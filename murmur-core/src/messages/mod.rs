//! Client-side message representations
//!
//! Engine messages carry serialised [`EncodedContent`]. The
//! [`MessageTranscoder`] turns them into [`DecodedMessage`]s (content decoded
//! through the codec registry) or [`DecryptedMessage`]s (envelope parsed, no
//! codec involved).

use chrono::{DateTime, TimeZone, Utc};

use crate::codecs::{Content, EncodedContent};
use crate::engine::{DeliveryStatus, GroupId};

mod transcoder;

pub use transcoder::MessageTranscoder;

/// A message with its content decoded
#[derive(Debug, Clone, PartialEq)]
pub struct DecodedMessage {
    /// Hex-encoded message id
    pub id: String,
    pub group_id: GroupId,
    pub sender_address: String,
    pub sent_at: DateTime<Utc>,
    pub sent_at_ns: i64,
    pub delivery_status: DeliveryStatus,
    /// Envelope after decompression
    pub encoded_content: EncodedContent,
    pub content: Content,
    pub fallback: Option<String>,
}

impl DecodedMessage {
    /// Text body, if this is a text message
    pub fn text(&self) -> Option<&str> {
        self.content.as_text()
    }
}

/// A message parsed into its envelope without decoding the content
#[derive(Debug, Clone, PartialEq)]
pub struct DecryptedMessage {
    pub id: String,
    pub group_id: GroupId,
    pub sender_address: String,
    pub sent_at: DateTime<Utc>,
    pub sent_at_ns: i64,
    pub delivery_status: DeliveryStatus,
    pub encoded_content: EncodedContent,
    /// Decrypted bytes exactly as the engine produced them
    pub raw: Vec<u8>,
}

pub(crate) fn timestamp_from_ns(ns: i64) -> DateTime<Utc> {
    Utc.timestamp_nanos(ns)
}
//! Data exchanged with the group engine

use serde::{Deserialize, Serialize};
use std::fmt;

/// Opaque group identifier
#[derive(Debug, Clone, PartialEq, Eq, Hash, PartialOrd, Ord, Serialize, Deserialize)]
pub struct GroupId(pub Vec<u8>);

impl GroupId {
    pub fn new(bytes: Vec<u8>) -> Self {
        Self(bytes)
    }

    /// Generate a random 32-byte group ID
    pub fn random() -> Self {
        use rand::Rng;
        let mut bytes = vec![0u8; 32];
        rand::rng().fill(&mut bytes[..]);
        Self(bytes)
    }

    pub fn as_bytes(&self) -> &[u8] {
        &self.0
    }

    pub fn to_hex(&self) -> String {
        hex::encode(&self.0)
    }

    pub fn from_hex(s: &str) -> Result<Self, hex::FromHexError> {
        hex::decode(s).map(Self::new)
    }
}

impl fmt::Display for GroupId {
    fn fmt(&self, f: &mut fmt::Formatter<'_>) -> fmt::Result {
        f.write_str(&self.to_hex())
    }
}

impl From<Vec<u8>> for GroupId {
    fn from(bytes: Vec<u8>) -> Self {
        Self(bytes)
    }
}

impl AsRef<[u8]> for GroupId {
    fn as_ref(&self) -> &[u8] {
        &self.0
    }
}

/// Who may change membership and metadata
#[derive(Debug, Clone, Copy, PartialEq, Eq, Serialize, Deserialize)]
#[serde(rename_all = "snake_case")]
pub enum GroupPermissions {
    EveryoneIsAdmin,
    GroupCreatorIsAdmin,
}

/// Metadata the engine keeps for a group
#[derive(Debug, Clone, PartialEq, Eq, Serialize, Deserialize)]
pub struct GroupMetadata {
    pub creator_account_address: String,
    pub policy: GroupPermissions,
}

#[derive(Debug, Clone, PartialEq, Eq, Serialize, Deserialize)]
pub struct GroupMember {
    pub account_address: String,
    pub installation_ids: Vec<Vec<u8>>,
}

impl GroupMember {
    pub fn new(account_address: impl Into<String>) -> Self {
        Self { account_address: account_address.into(), installation_ids: Vec::new() }
    }
}

/// Publication state of a message as tracked by the engine
#[derive(Debug, Clone, Copy, PartialEq, Eq, Hash, Serialize, Deserialize)]
#[serde(rename_all = "lowercase")]
pub enum DeliveryStatus {
    Unpublished,
    Published,
    Failed,
}

/// History query understood by [`GroupEngine::find_messages`](super::GroupEngine::find_messages)
///
/// Both bounds are exclusive. Results are newest first and `limit` keeps the
/// most recent entries.
#[derive(Debug, Clone, Default, PartialEq, Eq, Serialize, Deserialize)]
pub struct ListMessagesOptions {
    pub sent_before_ns: Option<i64>,
    pub sent_after_ns: Option<i64>,
    pub limit: Option<i64>,
    pub delivery_status: Option<DeliveryStatus>,
}

impl ListMessagesOptions {
    /// True when both bounds are set and no timestamp can satisfy them
    pub fn is_empty_window(&self) -> bool {
        match (self.sent_after_ns, self.sent_before_ns) {
            (Some(after), Some(before)) => after.saturating_add(1) >= before,
            _ => false,
        }
    }

    /// Whether a message sent at `sent_at_ns` with `status` passes the filters
    pub fn matches(&self, sent_at_ns: i64, status: DeliveryStatus) -> bool {
        self.sent_before_ns.map_or(true, |before| sent_at_ns < before)
            && self.sent_after_ns.map_or(true, |after| sent_at_ns > after)
            && self.delivery_status.map_or(true, |wanted| wanted == status)
    }
}

/// A decrypted message as produced by the engine
///
/// `content` holds the serialised `EncodedContent` bytes the sender published.
#[derive(Debug, Clone, PartialEq, Eq, Serialize, Deserialize)]
pub struct EngineMessage {
    pub id: Vec<u8>,
    pub group_id: GroupId,
    pub sent_at_ns: i64,
    pub sender_address: String,
    pub content: Vec<u8>,
    pub delivery_status: DeliveryStatus,
}

impl EngineMessage {
    pub fn id_hex(&self) -> String {
        hex::encode(&self.id)
    }
}

#[cfg(test)]
mod tests {
    use super::*;

    #[test]
    fn test_group_id_hex_roundtrip() {
        let group_id = GroupId::random();
        let parsed = GroupId::from_hex(&group_id.to_hex()).unwrap();
        assert_eq!(group_id, parsed);
        assert_eq!(GroupId::new(vec![1, 2, 3, 4]).to_string(), "01020304");
    }

    #[test]
    fn test_options_window_is_exclusive() {
        let opts = ListMessagesOptions {
            sent_after_ns: Some(10),
            sent_before_ns: Some(20),
            ..Default::default()
        };
        assert!(!opts.matches(10, DeliveryStatus::Published));
        assert!(opts.matches(11, DeliveryStatus::Published));
        assert!(opts.matches(19, DeliveryStatus::Published));
        assert!(!opts.matches(20, DeliveryStatus::Published));
    }

    #[test]
    fn test_options_empty_window() {
        let empty = ListMessagesOptions {
            sent_after_ns: Some(10),
            sent_before_ns: Some(11),
            ..Default::default()
        };
        assert!(empty.is_empty_window());
        assert!(!ListMessagesOptions::default().is_empty_window());
    }

    #[test]
    fn test_options_status_filter() {
        let opts = ListMessagesOptions {
            delivery_status: Some(DeliveryStatus::Failed),
            ..Default::default()
        };
        assert!(opts.matches(1, DeliveryStatus::Failed));
        assert!(!opts.matches(1, DeliveryStatus::Published));
    }
}
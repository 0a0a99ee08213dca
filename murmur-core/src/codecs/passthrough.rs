//! Default codec for content types without a registered codec

use super::{CodecResult, Content, ContentCodec, ContentTypeId, EncodedContent};

/// Carries [`Content::Raw`] envelopes through unchanged
#[derive(Debug, Default, Clone, Copy)]
pub struct PassthroughCodec;

impl ContentCodec for PassthroughCodec {
    fn content_type(&self) -> ContentTypeId {
        ContentTypeId::passthrough()
    }

    fn encode(&self, content: &Content) -> CodecResult<EncodedContent> {
        match content {
            Content::Raw(encoded) => Ok(encoded.clone()),
            other => Err(self.invalid(other)),
        }
    }

    fn decode(&self, encoded: &EncodedContent) -> CodecResult<Content> {
        Ok(Content::Raw(encoded.clone()))
    }

    fn fallback(&self, content: &Content) -> CodecResult<Option<String>> {
        match content {
            Content::Raw(encoded) => Ok(encoded.fallback.clone()),
            other => Err(self.invalid(other)),
        }
    }
}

☆ ☆ ☆ ☆ ☆

Copy the entries above exactly, but only from the line holding "Hex-encoded message id" through the line holding "pub fn as_bytes(&self)", both included.

Solution for this exercise:
    /// Hex-encoded message id
    pub id: String,
    pub group_id: GroupId,
    pub sender_address: String,
    pub sent_at: DateTime<Utc>,
    pub sent_at_ns: i64,
    pub delivery_status: DeliveryStatus,
    /// Envelope after decompression
    pub encoded_content: EncodedContent,
    pub content: Content,
    pub fallback: Option<String>,
}

impl DecodedMessage {
    /// Text body, if this is a text message
    pub fn text(&self) -> Option<&str> {
        self.content.as_text()
    }
}

/// A message parsed into its envelope without decoding the content
#[derive(Debug, Clone, PartialEq)]
pub struct DecryptedMessage {
    pub id: String,
    pub group_id: GroupId,
    pub sender_address: String,
    pub sent_at: DateTime<Utc>,
    pub sent_at_ns: i64,
    pub delivery_status: DeliveryStatus,
    pub encoded_content: EncodedContent,
    /// Decrypted bytes exactly as the engine produced them
    pub raw: Vec<u8>,
}

pub(crate) fn timestamp_from_ns(ns: i64) -> DateTime<Utc> {
    Utc.timestamp_nanos(ns)
}
//! Data exchanged with the group engine

use serde::{Deserialize, Serialize};
use std::fmt;

/// Opaque group identifier
#[derive(Debug, Clone, PartialEq, Eq, Hash, PartialOrd, Ord, Serialize, Deserialize)]
pub struct GroupId(pub Vec<u8>);

impl GroupId {
    pub fn new(bytes: Vec<u8>) -> Self {
        Self(bytes)
    }

    /// Generate a random 32-byte group ID
    pub fn random() -> Self {
        use rand::Rng;
        let mut bytes = vec![0u8; 32];
        rand::rng().fill(&mut bytes[..]);
        Self(bytes)
    }

    pub fn as_bytes(&self) -> &[u8] {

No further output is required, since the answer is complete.